In the final analysis, logistic regression was used to determine the effects of pre-conflict depression, anxiety, education and income on post-conflict PTSD, when controlling for age, gender and caste. This was done because PTSD was not assessed in the pre-conflict period. P-values less than 0.05 were considered statistically significant unless otherwise noted. Statistical analyses were performed with SPSS v.16.0 for Windows.

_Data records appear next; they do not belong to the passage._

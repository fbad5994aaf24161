//! Plain-text merge table.
//!
//! One merge per line, `first second`, line order = rank order, no header.
//! Loading is lenient: a line that does not split into exactly two
//! whitespace-separated fields is skipped and reported instead of failing the
//! whole load.

use mergetok_core::{MergeRules, Pair, Result, TokenizerError};
use std::fs;
use std::io::Write;
use std::path::Path;
use tempfile::NamedTempFile;

/// A merge-file line that was skipped during loading.
#[derive(Debug, Clone, PartialEq, Eq)]
pub struct MalformedMergeLine {
    /// 1-based line number in the file
    pub line_number: usize,
    /// The offending line, verbatim
    pub content: String,
}

/// Result of parsing a merge table.
#[derive(Debug, Clone, Default, PartialEq, Eq)]
pub struct MergeTableLoad {
    /// Accepted rules; rank = position among accepted lines
    pub rules: MergeRules,
    /// Lines that were skipped
    pub skipped: Vec<MalformedMergeLine>,
}

impl MergeTableLoad {
    /// Whether every line was accepted.
    pub fn is_clean(&self) -> bool {
        self.skipped.is_empty()
    }
}

/// Render rules in rank order, one `first second` line each.
pub fn render(rules: &MergeRules) -> String {
    let mut out = String::new();
    for rule in rules {
        out.push_str(&rule.pair.first);
        out.push(' ');
        out.push_str(&rule.pair.second);
        out.push('\n');
    }
    out
}

/// Parse a merge table from text.
pub fn parse(contents: &str) -> MergeTableLoad {
    let mut load = MergeTableLoad::default();

    for (index, line) in contents.lines().enumerate() {
        let mut fields = line.split_whitespace();
        match (fields.next(), fields.next(), fields.next()) {
            (Some(first), Some(second), None) => {
                load.rules.push(Pair::new(first, second));
            }
            _ => {
                log::warn!(
                    "Skipping malformed merge at line {}: {:?}",
                    index + 1,
                    line
                );
                load.skipped.push(MalformedMergeLine {
                    line_number: index + 1,
                    content: line.to_string(),
                });
            }
        }
    }

    load
}

/// Write rules to `path`, replacing any existing file atomically.
///
/// Symbols that are empty or contain whitespace cannot be represented and
/// are rejected before anything is written.
pub fn save(rules: &MergeRules, path: &Path) -> Result<()> {
    for rule in rules {
        for symbol in [&rule.pair.first, &rule.pair.second] {
            if symbol.is_empty() || symbol.chars().any(char::is_whitespace) {
                return Err(TokenizerError::InvalidArgument(format!(
                    "merge {} ({}) has a symbol that cannot be written as a field",
                    rule.rank, rule.pair
                )));
            }
        }
    }

    write_atomic(path, render(rules).as_bytes())
}

/// Read rules from `path`.
pub fn load(path: &Path) -> Result<MergeTableLoad> {
    let contents = fs::read_to_string(path).map_err(|e| TokenizerError::io(path, e))?;
    let load = parse(&contents);

    if !load.is_clean() {
        log::warn!(
            "Skipped {} malformed line(s) in {}",
            load.skipped.len(),
            path.display()
        );
    }

    Ok(load)
}

/// Write to a temporary file next to `path`, then rename it into place, so
/// a failed write never leaves a truncated file behind.
pub(crate) fn write_atomic(path: &Path, contents: &[u8]) -> Result<()> {
    let dir = match path.parent() {
        Some(parent) if !parent.as_os_str().is_empty() => parent,
        _ => Path::new("."),
    };

    let mut tmp = NamedTempFile::new_in(dir).map_err(|e| TokenizerError::io(dir, e))?;
    tmp.write_all(contents)
        .and_then(|_| tmp.as_file().sync_all())
        .map_err(|e| TokenizerError::io(tmp.path(), e))?;
    tmp.persist(path)
        .map_err(|e| TokenizerError::io(path, e.error))?;

    Ok(())
}

#[cfg(test)]
mod tests {
    use super::*;

    fn rules() -> MergeRules {
        MergeRules::from_pairs(vec![
            Pair::new("l", "o"),
            Pair::new("lo", "w"),
            Pair::new("low", "</w>"),
        ])
    }

    #[test]
    fn test_render() {
        assert_eq!(render(&rules()), "l o\nlo w\nlow </w>\n");
        assert_eq!(render(&MergeRules::new()), "");
    }

    #[test]
    fn test_parse_assigns_ranks_in_line_order() {
        let load = parse("l o\nlo w\nlow </w>\n");
        assert!(load.is_clean());
        assert_eq!(load.rules, rules());
        assert_eq!(load.rules.get(2).unwrap().rank, 2);
    }

    #[test]
    fn test_parse_accepts_any_whitespace_separator() {
        let load = parse("l\to\n  lo   w  \r\n");
        assert!(load.is_clean());
        assert_eq!(
            load.rules,
            MergeRules::from_pairs(vec![Pair::new("l", "o"), Pair::new("lo", "w")])
        );
    }

    #[test]
    fn test_parse_skips_three_field_line() {
        let load = parse("l o\nlo w extra\nlow </w>\n");

        assert_eq!(
            load.rules,
            MergeRules::from_pairs(vec![Pair::new("l", "o"), Pair::new("low", "</w>")])
        );
        assert!(!load.rules.contains(&Pair::new("lo", "w")));
        assert_eq!(
            load.skipped,
            vec![MalformedMergeLine {
                line_number: 2,
                content: "lo w extra".to_string(),
            }]
        );
    }

    #[test]
    fn test_parse_skips_single_field_and_blank_lines() {
        let load = parse("l o\nlonely\n\nlo w\n");
        assert_eq!(load.rules.len(), 2);
        assert_eq!(load.rules.get(1).unwrap().rank, 1);
        let skipped: Vec<usize> = load.skipped.iter().map(|s| s.line_number).collect();
        assert_eq!(skipped, vec![2, 3]);
    }

    #[test]
    fn test_save_load_roundtrip() {
        let dir = tempfile::tempdir().unwrap();
        let path = dir.path().join("merges.txt");

        save(&rules(), &path).unwrap();
        let loaded = load(&path).unwrap();

        assert!(loaded.is_clean());
        assert_eq!(loaded.rules, rules());
    }

    #[test]
    fn test_save_replaces_existing_file() {
        let dir = tempfile::tempdir().unwrap();
        let path = dir.path().join("merges.txt");
        fs::write(&path, "stale contents that are much longer than the new table\n").unwrap();

        let small = MergeRules::from_pairs(vec![Pair::new("a", "b")]);
        save(&small, &path).unwrap();

        assert_eq!(fs::read_to_string(&path).unwrap(), "a b\n");
        // No temp files left behind
        assert_eq!(fs::read_dir(dir.path()).unwrap().count(), 1);
    }

    #[test]
    fn test_save_rejects_unwritable_symbols() {
        let dir = tempfile::tempdir().unwrap();
        let path = dir.path().join("merges.txt");
        let bad = MergeRules::from_pairs(vec![Pair::new("a b", "c")]);

        assert!(matches!(
            save(&bad, &path),
            Err(TokenizerError::InvalidArgument(_))
        ));
        assert!(!path.exists());
    }

    #[test]
    fn test_load_missing_file_is_io_error() {
        let dir = tempfile::tempdir().unwrap();
        let result = load(&dir.path().join("absent.txt"));
        assert!(matches!(result, Err(TokenizerError::Io { .. })));
    }
}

Table 1 presents the baseline characteristics of the sample prior to conflict, categorised by follow-up status. Of the original 316 participants, 298 people were re-interviewed at follow-up (94% of the original participants). Of these 298 follow-up participants, 266 (89.3%) were residing in Jumla and 32 (10.7%) had moved to other Nepal districts. Twelve (3.8%) of the original 316 participants were deceased. Of the remaining six people (1.9%) who did not participate, one refused participation and the other five were lost to follow-up.

View this table:
Table 1

Baseline characteristics of all participants (pre-conflict, year 2000) (n =316)

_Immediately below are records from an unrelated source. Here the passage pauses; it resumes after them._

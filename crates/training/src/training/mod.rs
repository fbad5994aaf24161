//! Training infrastructure for BPE tokenizers.
//!
//! This module provides the training loop and the pair counting it is
//! built on.

pub mod counter;
pub mod trainer;

pub use counter::{count_pairs, PairCounter};
pub use trainer::{train, BpeTrainer, TrainingConfig, TrainingConfigBuilder, TrainingStats};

There were no significant differences in baseline characteristics between the six people who did not participate and those who did participate in the follow-up study. The three groups (follow-up, deceased and lost to follow-up) only differed in baseline characteristics for age, caste and mental health. Of the 12 participants who died, one was killed in crossfire between Maoists and the Nepal Army. The other 11 died from health problems, most commonly respiratory disease. Participants who died were more likely to be older, Dalit and have had depression (75%) and anxiety (58%) at the baseline pre-conflict assessment. When examining pre- to post-conflict changes in variables among all follow-up participants, the participants were more likely to have any education, any household income and a greater number of recent stressful events during the post-conflict assessment compared with the pre-conflict period (Table 2).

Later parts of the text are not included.